Please retype the listing below exactly, from its opening line through the line where "pub fn string(s: impl" appears.

■ ■ ■ ■

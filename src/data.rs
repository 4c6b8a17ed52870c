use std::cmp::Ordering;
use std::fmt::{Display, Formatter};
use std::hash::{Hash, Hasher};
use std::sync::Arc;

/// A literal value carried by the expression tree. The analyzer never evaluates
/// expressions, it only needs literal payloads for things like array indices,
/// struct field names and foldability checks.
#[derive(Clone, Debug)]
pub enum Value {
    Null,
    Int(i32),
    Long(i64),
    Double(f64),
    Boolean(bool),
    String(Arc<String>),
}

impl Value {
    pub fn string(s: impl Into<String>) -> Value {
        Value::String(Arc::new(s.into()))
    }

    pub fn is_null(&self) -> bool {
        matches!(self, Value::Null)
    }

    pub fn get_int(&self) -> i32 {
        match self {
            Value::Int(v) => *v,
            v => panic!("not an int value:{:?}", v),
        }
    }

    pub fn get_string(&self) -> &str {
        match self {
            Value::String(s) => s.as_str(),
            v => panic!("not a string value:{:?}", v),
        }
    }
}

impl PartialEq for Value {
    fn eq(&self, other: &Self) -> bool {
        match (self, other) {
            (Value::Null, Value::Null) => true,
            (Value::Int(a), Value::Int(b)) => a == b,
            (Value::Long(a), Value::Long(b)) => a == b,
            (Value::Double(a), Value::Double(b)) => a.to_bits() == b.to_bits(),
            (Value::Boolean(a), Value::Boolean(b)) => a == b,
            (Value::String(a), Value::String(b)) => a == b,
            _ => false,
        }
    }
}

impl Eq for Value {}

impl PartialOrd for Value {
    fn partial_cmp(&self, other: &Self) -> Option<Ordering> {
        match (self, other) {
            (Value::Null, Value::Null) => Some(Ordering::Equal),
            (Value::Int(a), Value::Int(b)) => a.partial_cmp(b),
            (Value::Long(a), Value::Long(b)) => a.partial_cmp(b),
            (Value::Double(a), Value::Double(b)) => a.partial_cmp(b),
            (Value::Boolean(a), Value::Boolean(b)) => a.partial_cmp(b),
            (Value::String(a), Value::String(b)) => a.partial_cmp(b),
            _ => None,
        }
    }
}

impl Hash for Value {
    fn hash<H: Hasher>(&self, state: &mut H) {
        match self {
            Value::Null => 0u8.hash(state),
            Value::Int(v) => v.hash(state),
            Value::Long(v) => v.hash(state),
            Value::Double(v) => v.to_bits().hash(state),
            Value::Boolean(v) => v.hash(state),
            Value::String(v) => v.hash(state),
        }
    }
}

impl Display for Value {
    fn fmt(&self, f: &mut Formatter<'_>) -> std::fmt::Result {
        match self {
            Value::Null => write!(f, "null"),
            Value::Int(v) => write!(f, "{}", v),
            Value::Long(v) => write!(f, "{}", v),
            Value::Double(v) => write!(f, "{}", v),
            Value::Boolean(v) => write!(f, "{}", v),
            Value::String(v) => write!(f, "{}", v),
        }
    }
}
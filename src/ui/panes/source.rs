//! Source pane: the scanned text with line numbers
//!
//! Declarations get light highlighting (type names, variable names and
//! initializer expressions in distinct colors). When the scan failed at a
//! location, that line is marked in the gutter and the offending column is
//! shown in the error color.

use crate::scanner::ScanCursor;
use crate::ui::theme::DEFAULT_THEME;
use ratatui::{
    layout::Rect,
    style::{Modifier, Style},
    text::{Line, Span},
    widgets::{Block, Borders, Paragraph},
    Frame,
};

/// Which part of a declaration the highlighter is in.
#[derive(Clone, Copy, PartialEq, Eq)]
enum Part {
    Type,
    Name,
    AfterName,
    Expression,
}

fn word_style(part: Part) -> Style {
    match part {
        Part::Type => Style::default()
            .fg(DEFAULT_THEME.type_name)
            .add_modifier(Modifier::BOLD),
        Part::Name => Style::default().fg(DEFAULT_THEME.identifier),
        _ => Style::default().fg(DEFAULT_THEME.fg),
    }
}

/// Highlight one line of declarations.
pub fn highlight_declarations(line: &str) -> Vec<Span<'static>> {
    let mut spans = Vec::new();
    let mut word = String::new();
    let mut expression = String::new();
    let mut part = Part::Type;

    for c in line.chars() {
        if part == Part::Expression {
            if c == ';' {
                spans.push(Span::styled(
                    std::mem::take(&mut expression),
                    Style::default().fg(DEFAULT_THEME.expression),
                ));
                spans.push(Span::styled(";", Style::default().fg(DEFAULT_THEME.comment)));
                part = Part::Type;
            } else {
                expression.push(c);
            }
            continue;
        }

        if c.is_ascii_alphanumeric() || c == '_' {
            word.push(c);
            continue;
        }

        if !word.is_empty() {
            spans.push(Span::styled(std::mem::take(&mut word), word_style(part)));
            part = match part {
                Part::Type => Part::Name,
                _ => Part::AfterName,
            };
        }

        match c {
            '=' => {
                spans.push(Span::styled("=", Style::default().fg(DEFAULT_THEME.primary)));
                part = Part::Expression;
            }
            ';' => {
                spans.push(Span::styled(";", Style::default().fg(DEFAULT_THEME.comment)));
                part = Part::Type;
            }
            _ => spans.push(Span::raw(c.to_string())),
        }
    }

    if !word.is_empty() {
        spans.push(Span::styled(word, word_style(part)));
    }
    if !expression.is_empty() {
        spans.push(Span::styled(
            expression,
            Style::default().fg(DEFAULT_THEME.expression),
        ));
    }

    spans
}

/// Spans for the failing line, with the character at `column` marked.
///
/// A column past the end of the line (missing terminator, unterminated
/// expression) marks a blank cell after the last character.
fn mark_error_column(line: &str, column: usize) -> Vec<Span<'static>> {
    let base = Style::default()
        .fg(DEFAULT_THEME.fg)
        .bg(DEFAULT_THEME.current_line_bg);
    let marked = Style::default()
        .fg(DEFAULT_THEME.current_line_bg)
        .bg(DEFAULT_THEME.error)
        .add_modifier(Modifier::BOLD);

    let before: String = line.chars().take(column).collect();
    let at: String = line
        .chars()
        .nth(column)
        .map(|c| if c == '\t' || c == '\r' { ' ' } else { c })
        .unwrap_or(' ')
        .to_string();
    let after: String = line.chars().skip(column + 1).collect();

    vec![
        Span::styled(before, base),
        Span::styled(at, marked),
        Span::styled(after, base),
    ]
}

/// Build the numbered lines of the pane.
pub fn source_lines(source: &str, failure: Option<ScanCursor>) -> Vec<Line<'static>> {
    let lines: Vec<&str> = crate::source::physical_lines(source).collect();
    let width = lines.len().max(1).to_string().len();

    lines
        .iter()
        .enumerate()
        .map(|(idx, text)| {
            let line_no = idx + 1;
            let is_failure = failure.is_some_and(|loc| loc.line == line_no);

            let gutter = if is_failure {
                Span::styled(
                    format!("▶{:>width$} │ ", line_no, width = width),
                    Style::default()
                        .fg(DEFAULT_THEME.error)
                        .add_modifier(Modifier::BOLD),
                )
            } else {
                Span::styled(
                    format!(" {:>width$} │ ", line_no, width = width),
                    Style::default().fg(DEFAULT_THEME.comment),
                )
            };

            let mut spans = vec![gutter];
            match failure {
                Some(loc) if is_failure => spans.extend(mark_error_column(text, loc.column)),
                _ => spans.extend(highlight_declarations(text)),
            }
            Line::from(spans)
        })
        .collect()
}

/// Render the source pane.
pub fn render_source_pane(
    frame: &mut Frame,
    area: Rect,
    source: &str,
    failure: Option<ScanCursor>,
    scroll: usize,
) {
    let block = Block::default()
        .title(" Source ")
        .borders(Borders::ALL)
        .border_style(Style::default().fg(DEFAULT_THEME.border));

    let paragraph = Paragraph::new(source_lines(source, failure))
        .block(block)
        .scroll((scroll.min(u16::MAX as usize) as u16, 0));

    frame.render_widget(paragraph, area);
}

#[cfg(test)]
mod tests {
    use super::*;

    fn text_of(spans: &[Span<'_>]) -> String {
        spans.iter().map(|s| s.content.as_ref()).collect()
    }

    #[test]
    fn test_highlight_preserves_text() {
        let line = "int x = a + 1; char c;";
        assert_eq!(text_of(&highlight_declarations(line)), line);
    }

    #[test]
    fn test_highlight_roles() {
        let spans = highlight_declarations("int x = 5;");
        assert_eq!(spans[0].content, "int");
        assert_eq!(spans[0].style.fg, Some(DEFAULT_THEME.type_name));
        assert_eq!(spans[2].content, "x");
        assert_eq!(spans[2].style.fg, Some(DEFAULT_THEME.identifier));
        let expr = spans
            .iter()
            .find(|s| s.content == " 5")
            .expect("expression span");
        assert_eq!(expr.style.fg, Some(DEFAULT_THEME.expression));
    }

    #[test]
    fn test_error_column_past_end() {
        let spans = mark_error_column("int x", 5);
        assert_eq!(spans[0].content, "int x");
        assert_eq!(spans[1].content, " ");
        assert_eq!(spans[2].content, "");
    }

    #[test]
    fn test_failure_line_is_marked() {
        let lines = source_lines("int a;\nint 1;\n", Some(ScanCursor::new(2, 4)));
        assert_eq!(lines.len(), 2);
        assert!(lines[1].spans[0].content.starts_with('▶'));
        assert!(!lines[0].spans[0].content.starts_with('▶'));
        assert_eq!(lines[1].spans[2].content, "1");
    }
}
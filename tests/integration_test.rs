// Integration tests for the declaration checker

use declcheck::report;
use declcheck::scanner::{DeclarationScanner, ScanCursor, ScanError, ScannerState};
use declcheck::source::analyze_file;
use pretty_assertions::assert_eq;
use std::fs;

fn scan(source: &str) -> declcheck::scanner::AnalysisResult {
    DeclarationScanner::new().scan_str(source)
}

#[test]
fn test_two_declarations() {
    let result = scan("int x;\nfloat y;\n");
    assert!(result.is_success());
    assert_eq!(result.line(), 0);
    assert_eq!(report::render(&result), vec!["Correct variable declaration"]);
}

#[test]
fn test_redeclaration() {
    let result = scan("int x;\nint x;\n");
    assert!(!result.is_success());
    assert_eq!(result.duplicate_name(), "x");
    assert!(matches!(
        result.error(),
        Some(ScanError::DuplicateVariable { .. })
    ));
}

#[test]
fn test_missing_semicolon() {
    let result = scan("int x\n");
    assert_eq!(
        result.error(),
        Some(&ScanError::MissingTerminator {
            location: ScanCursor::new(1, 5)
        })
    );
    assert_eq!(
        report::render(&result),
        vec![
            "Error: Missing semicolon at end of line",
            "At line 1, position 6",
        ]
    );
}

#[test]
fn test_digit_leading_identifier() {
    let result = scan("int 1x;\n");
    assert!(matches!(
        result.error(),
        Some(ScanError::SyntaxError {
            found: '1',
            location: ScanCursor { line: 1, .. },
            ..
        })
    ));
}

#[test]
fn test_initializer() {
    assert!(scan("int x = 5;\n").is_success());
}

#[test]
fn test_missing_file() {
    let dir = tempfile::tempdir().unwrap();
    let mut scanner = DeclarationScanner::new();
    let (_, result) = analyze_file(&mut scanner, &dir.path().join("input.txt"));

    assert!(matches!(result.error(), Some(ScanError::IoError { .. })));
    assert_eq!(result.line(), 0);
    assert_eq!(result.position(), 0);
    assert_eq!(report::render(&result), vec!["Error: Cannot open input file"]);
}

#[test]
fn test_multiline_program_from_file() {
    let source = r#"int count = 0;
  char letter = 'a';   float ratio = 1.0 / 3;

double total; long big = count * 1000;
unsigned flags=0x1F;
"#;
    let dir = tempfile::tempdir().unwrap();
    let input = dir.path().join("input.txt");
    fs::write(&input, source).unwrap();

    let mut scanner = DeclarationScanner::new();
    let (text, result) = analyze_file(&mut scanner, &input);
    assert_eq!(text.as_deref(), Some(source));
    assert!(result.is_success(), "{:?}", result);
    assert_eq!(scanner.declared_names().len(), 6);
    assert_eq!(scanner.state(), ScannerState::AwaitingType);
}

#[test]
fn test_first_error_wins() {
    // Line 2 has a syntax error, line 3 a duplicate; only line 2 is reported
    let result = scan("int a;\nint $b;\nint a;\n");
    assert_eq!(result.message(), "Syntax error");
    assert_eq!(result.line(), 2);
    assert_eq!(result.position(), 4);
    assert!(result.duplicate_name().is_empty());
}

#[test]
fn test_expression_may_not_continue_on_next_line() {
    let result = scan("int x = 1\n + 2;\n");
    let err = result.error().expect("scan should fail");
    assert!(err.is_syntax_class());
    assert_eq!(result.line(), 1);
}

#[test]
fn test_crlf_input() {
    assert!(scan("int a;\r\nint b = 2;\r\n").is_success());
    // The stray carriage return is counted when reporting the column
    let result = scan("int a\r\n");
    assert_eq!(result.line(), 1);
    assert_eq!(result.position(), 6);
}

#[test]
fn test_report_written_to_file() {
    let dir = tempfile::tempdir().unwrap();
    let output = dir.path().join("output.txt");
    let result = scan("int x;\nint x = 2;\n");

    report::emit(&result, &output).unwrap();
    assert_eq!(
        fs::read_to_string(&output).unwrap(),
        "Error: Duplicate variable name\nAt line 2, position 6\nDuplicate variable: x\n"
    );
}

■ ■ ■ ■

- **OUTPUT**
filename src/data.rs
repository 4c6b8a17ed52870c
use std::cmp::Ordering;
use std::fmt::{Display, Formatter};
use std::hash::{Hash, Hasher};
use std::sync::Arc;

/// A literal value carried by the expression tree. The analyzer never evaluates
/// expressions, it only needs literal payloads for things like array indices,
/// struct field names and foldability checks.
#[derive(Clone, Debug)]
pub enum Value {
    Null,
    Int(i32),
    Long(i64),
    Double(f64),
    Boolean(bool),
    String(Arc<String>),
}

impl Value {
    pub fn string(s: impl Into<String>) -> Value {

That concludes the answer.